- **Problem requirements**
All lines holding the word "predicate" are to be copied from the records beneath.

- **Working data**

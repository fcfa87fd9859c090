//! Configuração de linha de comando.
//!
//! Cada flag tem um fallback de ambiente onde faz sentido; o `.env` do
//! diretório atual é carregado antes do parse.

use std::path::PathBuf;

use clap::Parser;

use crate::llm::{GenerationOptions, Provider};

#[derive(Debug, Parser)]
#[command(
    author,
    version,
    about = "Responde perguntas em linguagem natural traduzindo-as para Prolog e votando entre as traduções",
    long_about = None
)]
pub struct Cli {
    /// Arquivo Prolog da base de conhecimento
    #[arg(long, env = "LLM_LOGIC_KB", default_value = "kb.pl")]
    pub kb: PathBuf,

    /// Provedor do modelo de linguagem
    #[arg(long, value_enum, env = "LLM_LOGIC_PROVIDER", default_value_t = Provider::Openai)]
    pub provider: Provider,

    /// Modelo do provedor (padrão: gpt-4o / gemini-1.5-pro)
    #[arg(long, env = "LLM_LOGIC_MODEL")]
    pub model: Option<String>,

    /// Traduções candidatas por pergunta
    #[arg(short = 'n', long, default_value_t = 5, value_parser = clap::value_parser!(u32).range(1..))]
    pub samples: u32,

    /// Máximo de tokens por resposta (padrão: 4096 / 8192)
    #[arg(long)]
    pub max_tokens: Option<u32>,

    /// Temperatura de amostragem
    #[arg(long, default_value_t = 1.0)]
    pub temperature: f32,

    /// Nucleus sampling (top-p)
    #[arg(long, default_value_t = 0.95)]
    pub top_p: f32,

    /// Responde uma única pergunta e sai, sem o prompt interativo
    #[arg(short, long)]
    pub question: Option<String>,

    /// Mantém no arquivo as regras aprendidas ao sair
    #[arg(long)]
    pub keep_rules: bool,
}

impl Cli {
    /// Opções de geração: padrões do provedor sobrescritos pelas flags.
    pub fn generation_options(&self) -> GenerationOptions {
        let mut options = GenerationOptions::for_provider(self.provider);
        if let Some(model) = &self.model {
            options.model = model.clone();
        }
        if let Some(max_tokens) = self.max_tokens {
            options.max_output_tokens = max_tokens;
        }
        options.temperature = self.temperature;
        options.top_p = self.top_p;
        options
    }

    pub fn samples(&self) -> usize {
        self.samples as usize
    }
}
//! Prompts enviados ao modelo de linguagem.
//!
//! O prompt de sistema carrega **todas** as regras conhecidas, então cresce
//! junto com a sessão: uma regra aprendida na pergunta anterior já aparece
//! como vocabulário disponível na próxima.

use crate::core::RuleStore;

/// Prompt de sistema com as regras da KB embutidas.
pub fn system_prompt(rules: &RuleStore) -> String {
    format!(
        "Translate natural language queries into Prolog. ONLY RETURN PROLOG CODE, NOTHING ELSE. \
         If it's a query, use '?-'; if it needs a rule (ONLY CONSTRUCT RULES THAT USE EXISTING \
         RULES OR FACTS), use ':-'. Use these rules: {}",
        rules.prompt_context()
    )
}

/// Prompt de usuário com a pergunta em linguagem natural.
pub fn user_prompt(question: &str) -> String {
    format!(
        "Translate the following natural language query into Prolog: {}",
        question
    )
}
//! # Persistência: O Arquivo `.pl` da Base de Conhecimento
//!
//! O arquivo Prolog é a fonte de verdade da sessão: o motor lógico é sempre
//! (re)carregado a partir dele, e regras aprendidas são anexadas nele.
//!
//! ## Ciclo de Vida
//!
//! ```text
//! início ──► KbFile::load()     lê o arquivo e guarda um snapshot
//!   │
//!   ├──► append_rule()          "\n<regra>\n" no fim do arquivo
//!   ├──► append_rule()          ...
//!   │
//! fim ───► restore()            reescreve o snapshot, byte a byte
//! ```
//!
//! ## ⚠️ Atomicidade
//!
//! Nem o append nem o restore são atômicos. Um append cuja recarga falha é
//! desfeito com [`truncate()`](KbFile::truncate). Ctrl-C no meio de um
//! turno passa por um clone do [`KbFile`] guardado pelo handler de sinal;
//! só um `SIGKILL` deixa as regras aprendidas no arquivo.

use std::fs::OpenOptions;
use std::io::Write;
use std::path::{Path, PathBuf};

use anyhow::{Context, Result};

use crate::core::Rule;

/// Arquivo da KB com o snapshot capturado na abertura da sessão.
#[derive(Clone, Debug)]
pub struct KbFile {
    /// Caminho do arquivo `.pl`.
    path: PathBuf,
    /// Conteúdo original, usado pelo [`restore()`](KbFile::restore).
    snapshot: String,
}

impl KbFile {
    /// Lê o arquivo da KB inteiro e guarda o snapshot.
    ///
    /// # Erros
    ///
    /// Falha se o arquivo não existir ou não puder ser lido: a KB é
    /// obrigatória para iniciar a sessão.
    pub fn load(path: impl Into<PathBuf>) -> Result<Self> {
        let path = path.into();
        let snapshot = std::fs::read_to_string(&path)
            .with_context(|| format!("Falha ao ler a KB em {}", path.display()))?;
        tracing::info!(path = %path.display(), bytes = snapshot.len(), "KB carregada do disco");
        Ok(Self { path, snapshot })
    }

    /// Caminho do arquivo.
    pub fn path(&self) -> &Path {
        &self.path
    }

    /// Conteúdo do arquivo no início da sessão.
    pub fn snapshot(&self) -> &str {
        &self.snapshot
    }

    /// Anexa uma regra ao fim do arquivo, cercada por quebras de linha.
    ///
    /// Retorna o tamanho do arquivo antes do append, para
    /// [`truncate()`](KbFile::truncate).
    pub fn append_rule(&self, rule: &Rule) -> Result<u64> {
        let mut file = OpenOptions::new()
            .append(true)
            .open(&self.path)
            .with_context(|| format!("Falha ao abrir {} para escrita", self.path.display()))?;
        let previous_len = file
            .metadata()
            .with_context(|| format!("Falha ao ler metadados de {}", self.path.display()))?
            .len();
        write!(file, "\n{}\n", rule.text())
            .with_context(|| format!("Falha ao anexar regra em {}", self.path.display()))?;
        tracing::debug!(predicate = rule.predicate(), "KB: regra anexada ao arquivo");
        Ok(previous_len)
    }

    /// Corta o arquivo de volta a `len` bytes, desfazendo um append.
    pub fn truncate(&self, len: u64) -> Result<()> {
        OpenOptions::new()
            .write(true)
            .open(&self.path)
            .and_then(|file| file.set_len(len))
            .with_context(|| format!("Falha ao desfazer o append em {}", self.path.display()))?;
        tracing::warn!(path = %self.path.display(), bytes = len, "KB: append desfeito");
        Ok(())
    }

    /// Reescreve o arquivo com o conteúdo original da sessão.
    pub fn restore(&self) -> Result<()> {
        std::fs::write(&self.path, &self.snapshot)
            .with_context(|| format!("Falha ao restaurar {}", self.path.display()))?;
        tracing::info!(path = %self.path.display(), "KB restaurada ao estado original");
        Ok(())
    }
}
* * *
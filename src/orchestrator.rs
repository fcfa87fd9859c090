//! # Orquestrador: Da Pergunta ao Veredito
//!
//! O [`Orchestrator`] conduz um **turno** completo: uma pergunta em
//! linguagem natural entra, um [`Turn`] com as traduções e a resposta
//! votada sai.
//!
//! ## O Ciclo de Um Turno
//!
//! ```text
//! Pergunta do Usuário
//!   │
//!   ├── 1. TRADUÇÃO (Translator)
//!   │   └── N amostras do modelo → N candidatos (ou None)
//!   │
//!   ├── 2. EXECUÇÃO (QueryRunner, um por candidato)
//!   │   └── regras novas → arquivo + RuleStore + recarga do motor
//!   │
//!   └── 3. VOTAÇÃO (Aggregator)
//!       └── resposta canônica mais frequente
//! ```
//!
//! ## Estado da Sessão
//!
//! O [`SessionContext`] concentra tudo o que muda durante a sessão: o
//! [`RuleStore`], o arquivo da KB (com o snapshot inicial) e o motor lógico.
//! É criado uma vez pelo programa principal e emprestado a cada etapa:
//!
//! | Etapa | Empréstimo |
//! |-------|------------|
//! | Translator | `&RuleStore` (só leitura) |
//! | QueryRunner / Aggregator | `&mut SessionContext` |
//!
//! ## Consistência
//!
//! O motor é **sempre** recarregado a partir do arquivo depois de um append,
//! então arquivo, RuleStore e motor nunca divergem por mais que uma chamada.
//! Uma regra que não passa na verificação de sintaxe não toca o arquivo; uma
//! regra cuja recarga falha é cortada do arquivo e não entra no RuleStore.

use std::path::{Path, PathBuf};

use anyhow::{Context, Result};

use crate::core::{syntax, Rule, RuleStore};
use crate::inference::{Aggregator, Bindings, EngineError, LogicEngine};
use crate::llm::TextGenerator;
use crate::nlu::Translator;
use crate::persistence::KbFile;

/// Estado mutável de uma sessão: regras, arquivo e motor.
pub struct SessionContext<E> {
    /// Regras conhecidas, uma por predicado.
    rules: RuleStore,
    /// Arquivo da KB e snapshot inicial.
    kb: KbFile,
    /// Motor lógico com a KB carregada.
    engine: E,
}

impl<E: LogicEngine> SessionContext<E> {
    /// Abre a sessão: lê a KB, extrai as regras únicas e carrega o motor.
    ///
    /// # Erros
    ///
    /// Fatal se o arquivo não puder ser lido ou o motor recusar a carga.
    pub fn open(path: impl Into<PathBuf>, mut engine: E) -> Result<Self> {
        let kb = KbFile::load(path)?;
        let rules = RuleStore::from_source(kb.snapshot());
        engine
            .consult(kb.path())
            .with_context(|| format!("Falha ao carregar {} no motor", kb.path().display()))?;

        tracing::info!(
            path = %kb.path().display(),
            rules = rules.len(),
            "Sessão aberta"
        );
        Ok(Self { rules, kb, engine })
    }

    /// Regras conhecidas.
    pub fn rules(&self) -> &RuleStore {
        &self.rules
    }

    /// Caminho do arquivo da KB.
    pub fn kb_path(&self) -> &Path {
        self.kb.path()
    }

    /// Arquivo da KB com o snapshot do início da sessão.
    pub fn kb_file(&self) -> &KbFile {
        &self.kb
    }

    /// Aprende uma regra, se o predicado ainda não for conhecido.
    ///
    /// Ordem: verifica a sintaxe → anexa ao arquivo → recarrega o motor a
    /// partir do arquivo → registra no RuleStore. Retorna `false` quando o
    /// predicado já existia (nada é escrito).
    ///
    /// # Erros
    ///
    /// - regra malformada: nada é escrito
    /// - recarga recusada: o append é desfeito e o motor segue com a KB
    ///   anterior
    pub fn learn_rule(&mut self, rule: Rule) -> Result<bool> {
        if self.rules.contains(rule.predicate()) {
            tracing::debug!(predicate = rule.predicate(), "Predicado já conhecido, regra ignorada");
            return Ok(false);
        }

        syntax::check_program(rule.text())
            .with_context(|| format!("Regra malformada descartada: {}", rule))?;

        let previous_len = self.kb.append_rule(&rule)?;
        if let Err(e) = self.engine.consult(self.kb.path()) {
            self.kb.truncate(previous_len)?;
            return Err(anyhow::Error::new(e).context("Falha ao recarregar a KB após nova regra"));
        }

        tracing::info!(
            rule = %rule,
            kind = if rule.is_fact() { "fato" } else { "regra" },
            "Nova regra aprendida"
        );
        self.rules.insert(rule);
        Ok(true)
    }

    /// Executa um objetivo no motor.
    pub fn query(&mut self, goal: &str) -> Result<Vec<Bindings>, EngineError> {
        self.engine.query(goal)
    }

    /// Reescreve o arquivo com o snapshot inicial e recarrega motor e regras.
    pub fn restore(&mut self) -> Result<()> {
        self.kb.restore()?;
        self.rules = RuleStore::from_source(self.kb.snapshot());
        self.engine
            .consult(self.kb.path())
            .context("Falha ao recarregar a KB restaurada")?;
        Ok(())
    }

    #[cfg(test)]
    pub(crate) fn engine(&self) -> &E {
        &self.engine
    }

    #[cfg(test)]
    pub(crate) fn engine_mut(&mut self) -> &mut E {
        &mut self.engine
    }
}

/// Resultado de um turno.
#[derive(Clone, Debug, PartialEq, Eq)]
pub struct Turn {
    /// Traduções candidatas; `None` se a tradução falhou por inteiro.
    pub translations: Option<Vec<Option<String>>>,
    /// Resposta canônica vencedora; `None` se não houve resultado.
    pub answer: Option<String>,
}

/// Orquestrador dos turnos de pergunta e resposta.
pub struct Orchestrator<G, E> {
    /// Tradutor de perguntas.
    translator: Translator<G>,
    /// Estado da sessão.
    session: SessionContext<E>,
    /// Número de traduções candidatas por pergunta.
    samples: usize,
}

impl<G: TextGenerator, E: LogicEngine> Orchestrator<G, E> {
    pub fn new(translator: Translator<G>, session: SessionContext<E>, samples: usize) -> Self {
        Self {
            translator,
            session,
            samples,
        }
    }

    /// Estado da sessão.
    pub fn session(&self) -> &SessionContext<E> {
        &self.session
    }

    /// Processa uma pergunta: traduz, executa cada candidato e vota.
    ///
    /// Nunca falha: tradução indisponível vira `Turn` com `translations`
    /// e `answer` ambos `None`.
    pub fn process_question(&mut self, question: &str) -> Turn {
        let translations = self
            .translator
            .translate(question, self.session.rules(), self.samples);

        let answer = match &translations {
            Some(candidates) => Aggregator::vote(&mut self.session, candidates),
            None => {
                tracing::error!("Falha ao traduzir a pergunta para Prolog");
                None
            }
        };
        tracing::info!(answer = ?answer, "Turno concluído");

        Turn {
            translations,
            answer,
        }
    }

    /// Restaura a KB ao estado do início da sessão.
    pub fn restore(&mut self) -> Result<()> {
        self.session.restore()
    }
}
---
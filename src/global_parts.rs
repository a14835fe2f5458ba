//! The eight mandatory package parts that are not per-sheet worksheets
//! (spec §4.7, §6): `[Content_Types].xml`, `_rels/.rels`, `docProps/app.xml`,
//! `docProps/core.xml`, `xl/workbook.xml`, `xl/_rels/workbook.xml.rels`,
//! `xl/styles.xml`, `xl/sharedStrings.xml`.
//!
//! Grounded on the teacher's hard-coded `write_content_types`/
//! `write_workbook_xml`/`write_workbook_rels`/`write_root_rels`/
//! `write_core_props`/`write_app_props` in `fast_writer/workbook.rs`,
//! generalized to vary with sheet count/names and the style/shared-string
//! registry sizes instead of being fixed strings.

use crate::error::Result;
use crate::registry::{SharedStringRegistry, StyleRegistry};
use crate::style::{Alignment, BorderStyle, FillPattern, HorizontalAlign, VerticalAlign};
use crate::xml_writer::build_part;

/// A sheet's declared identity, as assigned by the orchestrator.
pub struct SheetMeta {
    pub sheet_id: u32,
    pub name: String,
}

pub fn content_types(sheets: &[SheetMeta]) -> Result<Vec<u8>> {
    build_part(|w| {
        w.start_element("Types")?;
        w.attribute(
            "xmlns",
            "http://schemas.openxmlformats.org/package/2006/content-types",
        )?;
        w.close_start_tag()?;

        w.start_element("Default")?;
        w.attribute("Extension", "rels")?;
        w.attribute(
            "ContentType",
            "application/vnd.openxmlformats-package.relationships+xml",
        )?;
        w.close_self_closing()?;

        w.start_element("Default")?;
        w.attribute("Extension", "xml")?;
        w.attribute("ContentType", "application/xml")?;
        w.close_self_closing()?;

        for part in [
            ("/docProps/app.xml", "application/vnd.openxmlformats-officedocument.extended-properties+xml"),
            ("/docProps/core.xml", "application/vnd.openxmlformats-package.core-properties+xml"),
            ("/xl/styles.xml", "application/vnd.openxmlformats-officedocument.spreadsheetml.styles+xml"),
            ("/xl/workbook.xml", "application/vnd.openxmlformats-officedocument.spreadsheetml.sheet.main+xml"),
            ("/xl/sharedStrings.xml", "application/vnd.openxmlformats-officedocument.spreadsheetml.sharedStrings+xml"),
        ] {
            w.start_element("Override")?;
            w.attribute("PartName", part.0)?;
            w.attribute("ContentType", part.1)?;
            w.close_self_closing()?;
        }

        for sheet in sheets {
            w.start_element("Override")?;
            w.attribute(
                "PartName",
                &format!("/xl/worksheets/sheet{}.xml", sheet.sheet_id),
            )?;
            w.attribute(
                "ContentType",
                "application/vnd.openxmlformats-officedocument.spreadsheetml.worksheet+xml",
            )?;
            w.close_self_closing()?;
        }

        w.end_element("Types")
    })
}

- **Answer**
        tracing::debug!(predicate = rule.predicate(), "KB: regra anexada ao arquivo");
        if self.rules.contains(rule.predicate()) {
            tracing::debug!(predicate = rule.predicate(), "Predicado já conhecido, regra ignorada");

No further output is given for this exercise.